Robert Prescott
Robert Trout Prescott was born on May 17, 1957 in Detroit, Michigan. His father, John Sherwin Prescott Jr. (deceased), worked in management at several large city newspapers (Detroit, Baltimore, Miami, Charlotte, Philadelphia and Washington, D.C.). His mother, Robin Balch Prescott, is a doctor of speech and audiology who taught and did ground-breaking work in the field of cued speech.
Prescott changed schools often from K-12. He attended the University of Pennsylvania and graduated with a degree in English. He then moved to New York City and studied acting at the Bill Esper Studio with Joanne Baron and continued at the Joanne Baron Studio.

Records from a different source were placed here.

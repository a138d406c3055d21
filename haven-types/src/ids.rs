//! Profile and observer identifiers.
//!
//! Both serialize as bare UUID strings. A profile id is also the name of
//! the profile's session directory, so its text form must stay stable.

use serde::{Deserialize, Serialize};
use std::fmt;
use std::str::FromStr;
use uuid::Uuid;

/// A browser profile. Its text form is persisted in `profiles.json` and
/// doubles as the session directory name.
///
/// New ids are UUID v7, so profiles created later sort later.
#[derive(Debug, Clone, Copy, PartialEq, Eq, PartialOrd, Ord, Hash, Serialize, Deserialize)]
#[serde(transparent)]
pub struct ProfileId(Uuid);

impl ProfileId {
    #[must_use]
    pub fn new() -> Self {
        Self(Uuid::now_v7())
    }

    /// Wraps an id read from elsewhere, such as an imported document.
    #[must_use]
    pub const fn from_uuid(uuid: Uuid) -> Self {
        Self(uuid)
    }

    #[must_use]
    pub const fn as_uuid(&self) -> Uuid {
        self.0
    }

    /// Parses the hyphenated form printed by `Display`; same as
    /// [`FromStr`].
    pub fn parse(s: &str) -> Result<Self, uuid::Error> {
        s.parse()
    }
}

impl Default for ProfileId {
    fn default() -> Self {
        Self::new()
    }
}

impl fmt::Display for ProfileId {
    fn fmt(&self, f: &mut fmt::Formatter<'_>) -> fmt::Result {
        write!(f, "{}", self.0.hyphenated())
    }
}

impl FromStr for ProfileId {
    type Err = uuid::Error;

    fn from_str(s: &str) -> Result<Self, Self::Err> {
        Uuid::parse_str(s).map(Self)
    }
}

/// Identity of a change-notification subscriber (a window, a worker, ...).
///
/// Observers are process-local and never persisted, so a random v4 UUID
/// is enough.
#[derive(Debug, Clone, Copy, PartialEq, Eq, Hash, Serialize, Deserialize)]
#[serde(transparent)]
pub struct ObserverId(Uuid);

impl ObserverId {
    #[must_use]
    pub fn new() -> Self {
        Self(Uuid::new_v4())
    }

    #[must_use]
    pub const fn from_uuid(uuid: Uuid) -> Self {
        Self(uuid)
    }

    #[must_use]
    pub const fn as_uuid(&self) -> Uuid {
        self.0
    }
}

impl Default for ObserverId {
    fn default() -> Self {
        Self::new()
    }
}

impl fmt::Display for ObserverId {
    fn fmt(&self, f: &mut fmt::Formatter<'_>) -> fmt::Result {
        write!(f, "{}", self.0)
    }
}
//! Platform string-encryption capabilities.
//!
//! The safe-storage adapter treats the platform as opaque: anything that
//! can turn a string into bytes and back, plus an availability hint.
//! The OS keychain implementation keeps a random master key in the
//! keychain and seals with it locally.

use crate::cipher;
use crate::error::{CryptoError, CryptoResult};
use crate::key::{DerivedKey, generate_random_key};
use std::sync::OnceLock;
use tracing::{debug, warn};
use zeroize::Zeroize;

/// Keychain service name.
pub const KEYCHAIN_SERVICE: &str = "Haven Safe Storage";

/// Keychain account holding the master key.
pub const KEYCHAIN_ACCOUNT: &str = "master-key";

/// A platform-provided reversible string encryption capability.
pub trait PlatformEncryption: Send + Sync {
    /// Encrypts `plaintext` into an opaque byte string.
    fn encrypt_string(&self, plaintext: &str) -> CryptoResult<Vec<u8>>;

    /// Decrypts bytes produced by `encrypt_string`.
    fn decrypt_string(&self, data: &[u8]) -> CryptoResult<String>;

    /// Non-authoritative availability hint.
    fn is_available(&self) -> bool;
}

/// Platform capability backed by a key the caller already holds.
///
/// Used for keychain-loaded keys and by embedders that source the key
/// from their own secure enclave.
pub struct KeyedPlatform {
    key: DerivedKey,
}

impl KeyedPlatform {
    pub fn new(key: DerivedKey) -> Self {
        Self { key }
    }
}

impl PlatformEncryption for KeyedPlatform {
    fn encrypt_string(&self, plaintext: &str) -> CryptoResult<Vec<u8>> {
        cipher::seal_string(&self.key, plaintext)
    }

    fn decrypt_string(&self, data: &[u8]) -> CryptoResult<String> {
        cipher::open_string(&self.key, data)
    }

    fn is_available(&self) -> bool {
        true
    }
}

/// A platform without any encryption capability (headless Linux without
/// a secret service, sandboxed CI, ...).
pub struct UnavailablePlatform;

impl PlatformEncryption for UnavailablePlatform {
    fn encrypt_string(&self, _plaintext: &str) -> CryptoResult<Vec<u8>> {
        Err(CryptoError::Unavailable("no platform encryption".into()))
    }

    fn decrypt_string(&self, _data: &[u8]) -> CryptoResult<String> {
        Err(CryptoError::Decryption("no platform encryption".into()))
    }

    fn is_available(&self) -> bool {
        false
    }
}

/// OS keychain backed capability.
///
/// The master key is fetched (or generated and stored) on first use and
/// cached for the process lifetime. A keychain failure on that first
/// access marks the platform unavailable until restart.
pub struct KeychainPlatform {
    service: String,
    account: String,
    loaded: OnceLock<Option<KeyedPlatform>>,
}

impl KeychainPlatform {
    pub fn new() -> Self {
        Self::with_entry(KEYCHAIN_SERVICE, KEYCHAIN_ACCOUNT)
    }

    pub fn with_entry(service: &str, account: &str) -> Self {
        Self {
            service: service.to_string(),
            account: account.to_string(),
            loaded: OnceLock::new(),
        }
    }

    fn inner(&self) -> Option<&KeyedPlatform> {
        self.loaded
            .get_or_init(|| match self.load_or_create_key() {
                Ok(key) => Some(KeyedPlatform::new(key)),
                Err(e) => {
                    warn!(error = %e, "OS keychain unavailable, safe storage will use the fallback cipher");
                    None
                }
            })
            .as_ref()
    }

    fn load_or_create_key(&self) -> CryptoResult<DerivedKey> {
        let entry = keyring::Entry::new(&self.service, &self.account)
            .map_err(|e| CryptoError::Keychain(e.to_string()))?;

        match entry.get_secret() {
            Ok(mut secret) => {
                let key = DerivedKey::from_slice(&secret);
                secret.zeroize();
                key
            }
            Err(keyring::Error::NoEntry) => {
                debug!(service = %self.service, "Generating safe-storage master key");
                let key = generate_random_key();
                entry
                    .set_secret(key.as_bytes())
                    .map_err(|e| CryptoError::Keychain(e.to_string()))?;
                Ok(key)
            }
            Err(e) => Err(CryptoError::Keychain(e.to_string())),
        }
    }
}

impl Default for KeychainPlatform {
    fn default() -> Self {
        Self::new()
    }
}

impl PlatformEncryption for KeychainPlatform {
    fn encrypt_string(&self, plaintext: &str) -> CryptoResult<Vec<u8>> {
        self.inner()
            .ok_or_else(|| CryptoError::Unavailable("keychain unavailable".into()))?
            .encrypt_string(plaintext)
    }

    fn decrypt_string(&self, data: &[u8]) -> CryptoResult<String> {
        self.inner()
            .ok_or_else(|| CryptoError::Decryption("keychain unavailable".into()))?
            .decrypt_string(data)
    }

    fn is_available(&self) -> bool {
        self.inner().is_some()
    }
}
//! Machine identity for the fallback key.
//!
//! Produces a stable identifier for this device from hardware and OS
//! identifiers. It survives reboots but changes when the machine does,
//! which is exactly what makes the fallback key machine-bound.

use sha2::{Digest, Sha256};
use std::env;

/// A stable identifier for the current machine.
#[derive(Debug, Clone, PartialEq, Eq)]
pub struct MachineIdentity {
    id: String,
}

impl MachineIdentity {
    /// Computes the identity of the current machine.
    #[must_use]
    pub fn current() -> Self {
        Self::from_components(&collect_components())
    }

    /// Computes an identity from explicit components.
    #[must_use]
    pub fn from_components(components: &[String]) -> Self {
        let mut hasher = Sha256::new();
        hasher.update(components.join("|").as_bytes());
        let hash = hasher.finalize();

        let id = hash.iter().map(|b| format!("{:02x}", b)).collect();
        Self { id }
    }

    /// Returns the hex identity.
    #[must_use]
    pub fn id(&self) -> &str {
        &self.id
    }
}

fn collect_components() -> Vec<String> {
    let mut ids = vec![env::consts::OS.to_string(), env::consts::ARCH.to_string()];

    ids.push(
        hostname::get()
            .ok()
            .and_then(|h| h.into_string().ok())
            .unwrap_or_else(|| "unknown".to_string()),
    );

    if let Some(machine_id) = platform_machine_id() {
        ids.push(machine_id);
    }

    if let Ok(user) = env::var("USER").or_else(|_| env::var("USERNAME")) {
        ids.push(user);
    }

    ids
}

fn platform_machine_id() -> Option<String> {
    #[cfg(target_os = "macos")]
    {
        std::process::Command::new("ioreg")
            .args(["-rd1", "-c", "IOPlatformExpertDevice"])
            .output()
            .ok()
            .and_then(|o| String::from_utf8(o.stdout).ok())
            .and_then(|output| {
                output
                    .lines()
                    .find(|l| l.contains("IOPlatformUUID"))
                    .and_then(|l| l.split('"').nth(3))
                    .map(String::from)
            })
    }

    #[cfg(target_os = "linux")]
    {
        std::fs::read_to_string("/etc/machine-id")
            .or_else(|_| std::fs::read_to_string("/var/lib/dbus/machine-id"))
            .ok()
            .map(|s| s.trim().to_string())
            .filter(|s| !s.is_empty())
    }

    #[cfg(not(any(target_os = "macos", target_os = "linux")))]
    {
        None
    }
}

Upon completing the two year program, he was cast in Joy of Sex (1984) by director Martha Coolidge (an overlooked gem from the early 1980s golden age of low-budget teen comedies), which brought him to Los Angeles for the first time. He spent the next 10 years in Los Angeles acting in movies (Bachelor Party (1984), Real Genius (1985)), television pilots, television guest spots (numerous), and was a founding member of two theatre groups -- the JamCenter and the Whitefire Theatre.
Rather discouraged and dissatisfied with his life in Los Angeles, Prescott chose to move back to New York City and step away from the business ("I needed to do something else, or more like, I had to do something else.") He taught and coached basketball at Martin Luther King High School in Manhattan. He tended bar in the Lower East Side, and worked a construction job at Ground Zero in the months after 9/11.
He gradually resumed his acting career and began working on television episodes shot in New York City: The Sopranos (1999), Damages (2007), Blue Bloods (2010), Trinity (1998), Deadline (2000), Third Watch (1999), New York Undercover (1994), Central Park West (1995) and Law & Order (1990). He acted in New York City and regional theatre, and has appeared in dozens of commercials.
He acted in New York City area movies: Gun Hill Road (2011), The Bourne Legacy (2012), Cold Comes the Night (2013), Burn After Reading (2008), and Michael Clayton (2007), in which he unsuccessfully attempted to explode George Clooney.